Exercise requirements
Every line from the one with "#[derive(Debug, thiserror::Error)]" to the one with "fails to compile;", including those two, is to be copied exactly; all other lines of the entries below are left out.

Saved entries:
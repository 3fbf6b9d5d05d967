//! Immutable world event records and agent seed data.

use chrono::{DateTime, Utc};
use serde::{Deserialize, Serialize};
use ts_rs::TS;

use crate::ids::AgentId;
use crate::mood::{PersistedMood, RelationKind};

/// An immutable log record describing something that happened in the world.
///
/// Created by the scheduler as a side effect of routing an action (or by
/// an external injection); never mutated afterwards.
#[derive(Debug, Clone, PartialEq, Eq, Serialize, Deserialize, TS)]
#[ts(export, export_to = "bindings/")]
pub struct EventRecord {
    /// Human-readable description of the event.
    pub content: String,
    /// The agent that caused the event, if any.
    pub actor: Option<AgentId>,
    /// The agent the event was directed at, if any.
    pub target: Option<AgentId>,
    /// The actor's persisted mood after the event, if relevant.
    pub mood_after: Option<PersistedMood>,
    /// Relationship kind recorded with the event, if any.
    pub relation_kind: Option<RelationKind>,
    /// Affinity change applied as part of the event.
    pub relation_delta: i32,
    /// When the event was created.
    pub created_at: DateTime<Utc>,
}

impl EventRecord {
    /// Create a plain event with content only.
    pub fn new(content: impl Into<String>) -> Self {
        Self {
            content: content.into(),
            actor: None,
            target: None,
            mood_after: None,
            relation_kind: None,
            relation_delta: 0,
            created_at: Utc::now(),
        }
    }

    /// Attach an actor.
    #[must_use]
    pub const fn with_actor(mut self, actor: AgentId) -> Self {
        self.actor = Some(actor);
        self
    }

    /// Attach a target.
    #[must_use]
    pub const fn with_target(mut self, target: AgentId) -> Self {
        self.target = Some(target);
        self
    }

    /// Attach a relationship annotation.
    #[must_use]
    pub const fn with_relation(mut self, kind: RelationKind, delta: i32) -> Self {
        self.relation_kind = Some(kind);
        self.relation_delta = delta;
        self
    }

    /// Record the actor's mood after the event.
    #[must_use]
    pub const fn with_mood(mut self, mood: PersistedMood) -> Self {
        self.mood_after = Some(mood);
        self
    }
}

/// A stored agent row as loaded from persistence at simulation start.
#[derive(Debug, Clone, PartialEq, Eq, Serialize, Deserialize, TS)]
#[ts(export, export_to = "bindings/")]
pub struct AgentSeed {
    /// The agent's identity.
    pub id: AgentId,
    /// Display name, unique within a simulation.
    pub name: String,
    /// Free-text personality descriptor, immutable after creation.
    pub personality: String,
    /// Mood value at load time.
    pub mood_value: i32,
}

#[cfg(test)]
#[allow(clippy::unwrap_used)]
mod tests {
    use super::*;

    #[test]
    fn builder_attaches_fields() {
        let actor = AgentId::new();
        let target = AgentId::new();
        let event = EventRecord::new("Alice → Bob: hi")
            .with_actor(actor)
            .with_target(target)
            .with_relation(RelationKind::Respect, 3)
            .with_mood(PersistedMood::Happy);
        assert_eq!(event.actor, Some(actor));
        assert_eq!(event.target, Some(target));
        assert_eq!(event.relation_kind, Some(RelationKind::Respect));
        assert_eq!(event.relation_delta, 3);
        assert_eq!(event.mood_after, Some(PersistedMood::Happy));
    }
}
//! LLM response parsing into typed actions.
//!
//! The model is asked for a bare JSON object but routinely wraps it in
//! prose or a markdown fence. [`extract_action`] is an explicit
//! two-outcome parse: either a well-formed [`Action`] with all required
//! fields, or a [`ParseFailure`] describing what was wrong. The caller
//! (the planner) decides what to do with a failure; nothing is swallowed
//! here.

use serde::Deserialize;

use terrarium_types::Action;

/// Why a response could not be turned into an [`Action`].
#[derive(Debug, Clone, PartialEq, Eq, thiserror::Error)]
pub enum ParseFailure {
    /// The response contained no bracketed structure at all.
    #[error("no bracketed structure in response")]
    NoJson,
    /// A bracketed structure was found but was not valid JSON.
    #[error("invalid JSON payload: {0}")]
    InvalidJson(String),
    /// The JSON was valid but a required field was absent or empty.
    #[error("missing required field: {0}")]
    MissingField(&'static str),
    /// The `type` tag named an action this system does not know.
    #[error("unknown action type: {0}")]
    UnknownType(String),
}

/// Raw shape of the model's JSON before validation.
///
/// All fields beyond `type` are optional here so that a missing field is
/// reported as [`ParseFailure::MissingField`] rather than a generic
/// deserialization error.
#[derive(Debug, Deserialize)]
struct RawAction {
    #[serde(rename = "type")]
    kind: String,
    #[serde(default)]
    target: Option<String>,
    #[serde(default)]
    content: Option<String>,
}

/// Extract a typed [`Action`] from a raw model response.
///
/// Recovery order:
/// 1. Parse the trimmed response directly.
/// 2. Slice from the first `{` to the last `}` (covers prose wrapping
///    and markdown fences) and parse that.
///
/// # Errors
///
/// Returns a [`ParseFailure`] when no strategy yields a structurally
/// valid action.
pub fn extract_action(raw: &str) -> Result<Action, ParseFailure> {
    let trimmed = raw.trim();

    if let Ok(parsed) = serde_json::from_str::<RawAction>(trimmed) {
        return validate(parsed);
    }

    let start = trimmed.find('{').ok_or(ParseFailure::NoJson)?;
    let end = trimmed.rfind('}').ok_or(ParseFailure::NoJson)?;
    let slice = trimmed.get(start..=end).ok_or(ParseFailure::NoJson)?;

    let parsed = serde_json::from_str::<RawAction>(slice)
        .map_err(|e| ParseFailure::InvalidJson(e.to_string()))?;
    validate(parsed)
}

/// Check required fields per action type.
fn validate(raw: RawAction) -> Result<Action, ParseFailure> {
    match raw.kind.to_lowercase().as_str() {
        "message" => {
            let target = raw
                .target
                .filter(|t| !t.trim().is_empty())
                .ok_or(ParseFailure::MissingField("target"))?;
            let content = raw
                .content
                .filter(|c| !c.trim().is_empty())
                .ok_or(ParseFailure::MissingField("content"))?;
            Ok(Action::Message { target, content })
        }
        "reflect" => Ok(Action::Reflect),
        other => Err(ParseFailure::UnknownType(other.to_owned())),
    }
}
//! Prompt templates for agent decisions and memory summarization.
//!
//! Templates are embedded at compile time and rendered with `minijinja`.
//! Rendering can fail only on template bugs, so callers treat a render
//! error the same way they treat a generation failure: apply the
//! documented fallback.

use minijinja::{Environment, context};

use terrarium_types::MoodLabel;

/// A rendering failure from a prompt template.
#[derive(Debug, thiserror::Error)]
#[error("template render error: {0}")]
pub struct PromptError(#[from] minijinja::Error);

/// The compiled prompt template set.
///
/// Built once at startup and shared across all agents.
pub struct PromptSet {
    env: Environment<'static>,
}

impl PromptSet {
    /// Compile the embedded templates.
    ///
    /// # Errors
    ///
    /// Returns [`PromptError`] if an embedded template fails to compile;
    /// this indicates a packaging bug, not a runtime condition.
    pub fn new() -> Result<Self, PromptError> {
        let mut env = Environment::new();
        env.add_template("agent_system", include_str!("../templates/agent_system.j2"))?;
        env.add_template("agent_action", include_str!("../templates/agent_action.j2"))?;
        env.add_template(
            "summarize_system",
            include_str!("../templates/summarize_system.j2"),
        )?;
        env.add_template(
            "summarize_user",
            include_str!("../templates/summarize_user.j2"),
        )?;
        Ok(Self { env })
    }

    /// Render the per-agent system prompt.
    pub fn agent_system(
        &self,
        name: &str,
        personality: &str,
        mood: MoodLabel,
    ) -> Result<String, PromptError> {
        let rendered = self.env.get_template("agent_system")?.render(context! {
            name => name,
            personality => personality,
            mood => mood.as_str(),
        })?;
        Ok(rendered)
    }

    /// Render the per-turn action prompt.
    pub fn agent_action(
        &self,
        recent_memories: &str,
        relations: &str,
        peers: &str,
    ) -> Result<String, PromptError> {
        let rendered = self.env.get_template("agent_action")?.render(context! {
            recent_memories => recent_memories,
            relations => relations,
            peers => peers,
        })?;
        Ok(rendered)
    }

    /// Render the summarization system prompt.
    pub fn summarize_system(&self) -> Result<String, PromptError> {
        let rendered = self.env.get_template("summarize_system")?.render(context! {})?;
        Ok(rendered)
    }

    /// Render the summarization user prompt for a numbered event list.
    pub fn summarize_user(&self, events: &str) -> Result<String, PromptError> {
        let rendered = self.env.get_template("summarize_user")?.render(context! {
            events => events,
        })?;
        Ok(rendered)
    }
}

#[cfg(test)]
#[allow(clippy::unwrap_used)]
mod tests {
    use super::*;

    #[test]
    fn templates_compile() {
        assert!(PromptSet::new().is_ok());
    }

    #[test]
    fn system_prompt_mentions_name_and_mood() {
        let prompts = PromptSet::new().unwrap();
        let rendered = prompts
            .agent_system("Alice", "curious and talkative", MoodLabel::Good)
            .unwrap();
        assert!(rendered.contains("Alice"));
        assert!(rendered.contains("good"));
        assert!(rendered.contains("curious and talkative"));
    }

    #[test]
    fn action_prompt_includes_context() {
        let prompts = PromptSet::new().unwrap();
        let rendered = prompts
            .agent_action("saw a bird", "Bob: 10", "Bob, Carol")
            .unwrap();
        assert!(rendered.contains("saw a bird"));
        assert!(rendered.contains("Bob: 10"));
        assert!(rendered.contains("Bob, Carol"));
    }
}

Expected answer
#[derive(Debug, thiserror::Error)]
#[error("template render error: {0}")]
pub struct PromptError(#[from] minijinja::Error);

/// The compiled prompt template set.
///
/// Built once at startup and shared across all agents.
pub struct PromptSet {
    env: Environment<'static>,
}

impl PromptSet {
    /// Compile the embedded templates.
    ///
    /// # Errors
    ///
    /// Returns [`PromptError`] if an embedded template fails to compile;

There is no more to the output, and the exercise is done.